*** Opening RECORDS FOR THIS TASK ***

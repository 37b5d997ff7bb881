//! Scripted network and recording host shared by the unit tests.

use std::collections::HashMap;
use std::sync::Arc;
use std::sync::atomic::{AtomicBool, Ordering};

use async_trait::async_trait;
use bytes::Bytes;
use parking_lot::Mutex;
use reqwest::StatusCode;
use url::Url;

use crate::cache::MemoryCacheStorage;
use crate::config::InterceptorConfig;
use crate::error::NetworkError;
use crate::events::NotificationOptions;
use crate::host::Host;
use crate::http::{Request, Response, ResponseType};
use crate::interceptor::Interceptor;
use crate::network::Network;

pub const SCOPE: &str = "https://app.example/ephone/";

#[inline]
pub fn init_tracing() {
    let _ = tracing_subscriber::fmt()
        .with_max_level(tracing::Level::DEBUG)
        .with_test_writer()
        .try_init();
}

#[derive(Clone)]
struct Scripted {
    status: StatusCode,
    response_type: ResponseType,
    redirected: bool,
    body: Bytes,
}

/// Network that answers from a script and records every call
#[derive(Default)]
pub struct FakeNetwork {
    routes: Mutex<HashMap<String, Scripted>>,
    calls: Mutex<Vec<Url>>,
    offline: AtomicBool,
}

impl FakeNetwork {
    pub fn serve(&self, url: &str, status: StatusCode, response_type: ResponseType, body: &'static str) {
        self.routes.lock().insert(
            url.to_string(),
            Scripted {
                status,
                response_type,
                redirected: false,
                body: Bytes::from_static(body.as_bytes()),
            },
        );
    }

    pub fn serve_basic(&self, url: &str, body: &'static str) {
        self.serve(url, StatusCode::OK, ResponseType::Basic, body);
    }

    pub fn serve_status(&self, url: &str, status: StatusCode) {
        self.serve(url, status, ResponseType::Basic, "");
    }

    pub fn serve_redirected(&self, url: &str, body: &'static str) {
        self.serve_basic(url, body);
        if let Some(route) = self.routes.lock().get_mut(url) {
            route.redirected = true;
        }
    }

    pub fn set_offline(&self, offline: bool) {
        self.offline.store(offline, Ordering::SeqCst);
    }

    pub fn call_count(&self) -> usize {
        self.calls.lock().len()
    }

    pub fn calls_for(&self, url: &Url) -> usize {
        self.calls.lock().iter().filter(|called| *called == url).count()
    }
}

#[async_trait]
impl Network for FakeNetwork {
    async fn fetch(&self, request: Request) -> Result<Response, NetworkError> {
        self.calls.lock().push(request.url.clone());

        if self.offline.load(Ordering::SeqCst) {
            return Err(NetworkError::Unreachable(format!("offline: {}", request.url)));
        }

        let scripted = self.routes.lock().get(request.url.as_str()).cloned();
        let response = match scripted {
            Some(route) => Response::new(route.status, route.body)
                .with_type(route.response_type)
                .with_redirected(route.redirected),
            None => Response::new(StatusCode::NOT_FOUND, Bytes::new()).with_type(ResponseType::Basic),
        };
        Ok(response.with_url(request.url))
    }
}

#[derive(Debug, Clone, PartialEq, Eq)]
pub enum HostCall {
    SkipWaiting,
    ClaimClients,
    ShowNotification { title: String, options: NotificationOptions },
    CloseNotification,
    OpenWindow(Url),
}

/// Host that records what it was asked to do
#[derive(Default)]
pub struct RecordingHost {
    calls: Mutex<Vec<HostCall>>,
}

impl RecordingHost {
    pub fn calls(&self) -> Vec<HostCall> {
        self.calls.lock().clone()
    }
}

#[async_trait]
impl Host for RecordingHost {
    async fn skip_waiting(&self) {
        self.calls.lock().push(HostCall::SkipWaiting);
    }

    async fn claim_clients(&self) {
        self.calls.lock().push(HostCall::ClaimClients);
    }

    async fn show_notification(&self, title: &str, options: NotificationOptions) {
        self.calls.lock().push(HostCall::ShowNotification {
            title: title.to_string(),
            options,
        });
    }

    async fn close_notification(&self) {
        self.calls.lock().push(HostCall::CloseNotification);
    }

    async fn open_window(&self, url: Url) {
        self.calls.lock().push(HostCall::OpenWindow(url));
    }
}

/// An interceptor wired to in-memory fakes
pub struct Harness {
    pub interceptor: Interceptor,
    pub storage: Arc<MemoryCacheStorage>,
    pub network: Arc<FakeNetwork>,
    pub host: Arc<RecordingHost>,
}

impl Harness {
    pub fn new() -> Self {
        Self::from_config(Self::config("v1.3.0", None))
    }

    pub fn with_manifest(manifest: &[&str]) -> Self {
        Self::from_config(Self::config("v1.3.0", Some(manifest)))
    }

    fn config(version: &str, manifest: Option<&[&str]>) -> InterceptorConfig {
        let mut builder = InterceptorConfig::builder()
            .with_scope(SCOPE)
            .with_version(version);
        if let Some(manifest) = manifest {
            builder = builder.with_asset_manifest(manifest.iter().copied());
        }
        builder.build().unwrap()
    }

    fn from_config(config: InterceptorConfig) -> Self {
        let storage = Arc::new(MemoryCacheStorage::new());
        let network = Arc::new(FakeNetwork::default());
        let host = Arc::new(RecordingHost::default());
        Self::assemble(config, storage, network, host)
    }

    fn assemble(
        config: InterceptorConfig,
        storage: Arc<MemoryCacheStorage>,
        network: Arc<FakeNetwork>,
        host: Arc<RecordingHost>,
    ) -> Self {
        let interceptor = Interceptor::new(config, storage.clone(), network.clone(), host.clone());
        Self {
            interceptor,
            storage,
            network,
            host,
        }
    }

    /// A harness for another version sharing this one's storage, network and host
    pub fn next_version(&self, version: &str) -> Self {
        Self::assemble(
            Self::config(version, None),
            self.storage.clone(),
            self.network.clone(),
            self.host.clone(),
        )
    }

    /// Resolve `path` against the application scope
    pub fn url(&self, path: &str) -> Url {
        self.interceptor.config().scope().join(path).unwrap()
    }

    /// Serve every default manifest asset with a 200 response
    pub fn serve_manifest(&self) {
        self.network.serve_basic(SCOPE, "<html>root</html>");
        self.network
            .serve_basic("https://app.example/ephone/index.html", "<html>shell</html>");
        self.network
            .serve_basic("https://app.example/ephone/manifest.json", "{\"name\":\"EPhone\"}");
        self.network.serve(
            "https://i.postimg.cc/28p9L8FY/sogou20250606-073214826037-png.png",
            StatusCode::OK,
            ResponseType::Cors,
            "png",
        );
    }
}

*** Closing RECORDS FOR THIS TASK ***

*WHAT IS BEING ASKED*.
In the listing above, each line with the word "routes" is to be copied out.

*REPLY*.
    routes: Mutex<HashMap<String, Scripted>>,
        self.routes.lock().insert(
        if let Some(route) = self.routes.lock().get_mut(url) {
        let scripted = self.routes.lock().get(request.url.as_str()).cloned();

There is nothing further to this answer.